His dad had dispatched
them with little discernible emotion, going about the task in a way that marked
it as just another job that had to be done, unpleasant but necessary. When
Noah looked back on those days, he always wondered how much of that had been an
act. Had his father really felt nothing at all when shooting or dismembering
the bodies of his former associates? These were men he’d broken bread with and
drank with before the world died. He must have felt something. His father had
not been an emotionless robot. He was a warm and caring family man.
But he’d also been a
man who didn’t shrink away from the hard things in life. Noah suspected he’d hidden
his true feelings about a lot of things. He’d done this to toughen up his
children, particularly Noah, who, being a young man, needed preparing for a
return to the hunter-gatherer ways of their ancestors.
In that regard, at
least, his father had succeeded. The man was years dead, presumably, and in
that time Noah had put all the lessons he’d taught him to good use. He was
able to tend to all his own needs without help from anyone else. He’d become
adept at hunting and fishing. The river tributary was a good source of food,
as was the surrounding wilderness. Fortunately, the fish and wildlife seemed
immune to the virus that had wiped out most of the world’s human population.
Noah went back outside,
seized the dead thing by the wrists, and dragged it out into the woods. The
thing had lost so much of its body mass over time that this was not physically
difficult work. He pulled it along with ease until he was some fifty yards
deep in the woods. Judging this far enough, he let go of the thing’s wrists
and started back in the direction of the cabin, but he stopped in his tracks
before he’d gone more than a few feet.
He turned around and
approached the dead thing again, frowning as he stood over it and stared at its
sunken, hollow-cheeked features. The leathery skin was so rotted that it was
difficult to tell what the man had looked like in life, whether he had been
ugly or handsome, fair-skinned or tanned. There was nothing there to
accurately guess what kind of person he had been. He might have been an
agreeable, good-humored man with lots of loved ones and friends. Or he could
have been a lone mountain dweller, a survivalist type who’d shunned the company
of others even before the fall of civilization. He was just a blank. A dead
thing. Nothing more.
Except that wasn’t
really true. The withered dead skin was a mask, one that obscured the real
story about a human being who’d once lived, laughed, and loved like anyone
else. This wasn’t a zombie anymore. The axe through the skull had seen to
that. What he was looking at here was what was left of a man, not some
monster. He thought about his mother in those moments just before and after
reanimation. She hadn’t been a monster, either. Instead, like this man, she
had been a blameless victim, robbed of life and humanity by a goddamned virus.
Tears blurred Noah’s
vision.
These were the first
tears he’d shed in longer than he could recall. They were silent tears. He
didn’t descend into hysterics. That wasn’t something that could happen
anymore, especially not over this man he’d never known. He’d become too
hardened for that, but he nonetheless felt genuine sadness for the dead man.

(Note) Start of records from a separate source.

//! Client for the upstream Go playground.
//!
//! The server never runs code itself: compile requests and share requests
//! are forwarded to the configured playground endpoints.

use reqwest::header::{CONTENT_TYPE, USER_AGENT};

use crate::config::{Config, USER_AGENT as PLAYGROUND_USER_AGENT};
use crate::error::ProxyError;
use crate::models::CompileRequest;

/// Upper bound on the share reply, which is only a snippet id.
pub const MAX_SHARE_REPLY_BYTES: usize = 1 << 20;

/// Raw upstream compile reply, passed through to the page untouched.
#[derive(Debug, Clone)]
pub struct UpstreamReply {
    pub status: u16,
    pub body: Vec<u8>,
}

#[derive(Debug, Clone)]
pub struct Upstream {
    client: reqwest::Client,
    compile_url: String,
    share_url: String,
    public_share_url: String,
}

impl Upstream {
    pub fn new(config: &Config) -> Result<Self, reqwest::Error> {
        let client = reqwest::Client::builder()
            .timeout(config.upstream_timeout)
            .build()?;

        Ok(Self {
            client,
            compile_url: config.compile_url.clone(),
            share_url: config.share_url.clone(),
            public_share_url: config.public_share_url.clone(),
        })
    }

    /// Forward a compile request. The playground expects a form body.
    pub async fn compile(&self, request: &CompileRequest) -> Result<UpstreamReply, ProxyError> {
        let form = [
            ("version", request.version.to_string()),
            ("body", request.body.clone()),
        ];

        let response = self
            .client
            .post(&self.compile_url)
            .header(USER_AGENT, PLAYGROUND_USER_AGENT)
            .form(&form)
            .send()
            .await
            .map_err(ProxyError::Upstream)?;

        let status = response.status().as_u16();
        let body = response.bytes().await.map_err(ProxyError::UpstreamRead)?;
        tracing::debug!(status, bytes = body.len(), "compile reply from playground");

        Ok(UpstreamReply {
            status,
            body: body.to_vec(),
        })
    }

    /// Store a snippet and return its public URL, or an empty string when
    /// the playground returned no id.
    pub async fn share(&self, code: String) -> Result<String, ProxyError> {
        let response = self
            .client
            .post(&self.share_url)
            .header(USER_AGENT, PLAYGROUND_USER_AGENT)
            .header(CONTENT_TYPE, "text/plain")
            .body(code)
            .send()
            .await
            .map_err(ProxyError::Upstream)?;

        let id = read_limited(response, MAX_SHARE_REPLY_BYTES).await?;
        let id = String::from_utf8_lossy(&id).trim().to_string();
        tracing::debug!(id = %id, "snippet shared");

        Ok(self.public_url(&id))
    }

    pub fn public_url(&self, id: &str) -> String {
        if id.is_empty() {
            String::new()
        } else {
            format!("{}/{}", self.public_share_url, id)
        }
    }
}

/// Read a response body, silently dropping anything past `limit` bytes.
async fn read_limited(
    mut response: reqwest::Response,
    limit: usize,
) -> Result<Vec<u8>, ProxyError> {
    let mut buf = Vec::new();
    while let Some(chunk) = response.chunk().await.map_err(ProxyError::UpstreamRead)? {
        let room = limit - buf.len();
        if chunk.len() >= room {
            buf.extend_from_slice(&chunk[..room]);
            break;
        }
        buf.extend_from_slice(&chunk);
    }
    Ok(buf)
}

He felt he owed it to him. No one else was around to mourn him.
After a while, Noah
wiped the tears away and walked back out of the woods, but he wasn’t yet done
with the dead man. He fetched a shovel from the shed behind the cabin and
traipsed back through the woods until he again arrived at the spot where he’d
left the body. It had not been disturbed in his absence, not that he’d
expected anything else. The remaining scraps of flesh still clinging to the
bones were too rotten to be of much interest to wildlife.
He punched the shovel
blade into the ground, drove it in deep, and cranked the handle back and forth
until he had worked loose the first scoop of moist earth. It had rained
recently, which made the work easier than it might have been. The hole in the
ground grew larger in short order, as did the pile of dirt next to it. The
work was strenuous enough to generate a good sweat and he had to pause numerous
times to wipe moisture from his brow.
Had there been anyone
else around, he might have been asked why he was bothering to dig a grave for
this stranger. It wasn’t something he’d ever done for the dead things, after
all. A small part of it was related to granting this particular dead thing
some measure of dignity. Mostly, though, it was because his days were largely
empty and this gave him something to do. For at least a little while, he could
feel like he had some purpose other than just existing.
The grave wasn’t quite
the standard six feet deep by the time Noah judged it good enough. He climbed
out of the hole and rolled the corpse into it. After filling it in and patting
the earth down with the back of the shovel blade, he returned to the cabin and
washed up. The work he’d done had stirred his appetite, so he got the wood
stove going in the kitchenette and set about preparing a meal. When it was
ready, he carried the plate of meat and vegetables out to the porch, where he
sat on the top step and ate in contemplative silence as he stared out at the
valley and the other mountain peaks in the distance.
As he often did, he
wondered about the world he couldn’t see, the one outside the Smokies. He
tried to imagine it as it might be now, rather than those last televised images
of chaos and destruction from years ago. A part of him wanted to envision it
as rejuvenated. He wanted to believe humanity had endured and pulled together
at last to triumph against adversity.
When he was done
eating, Noah set the plate aside on the porch and stared up at the empty sky.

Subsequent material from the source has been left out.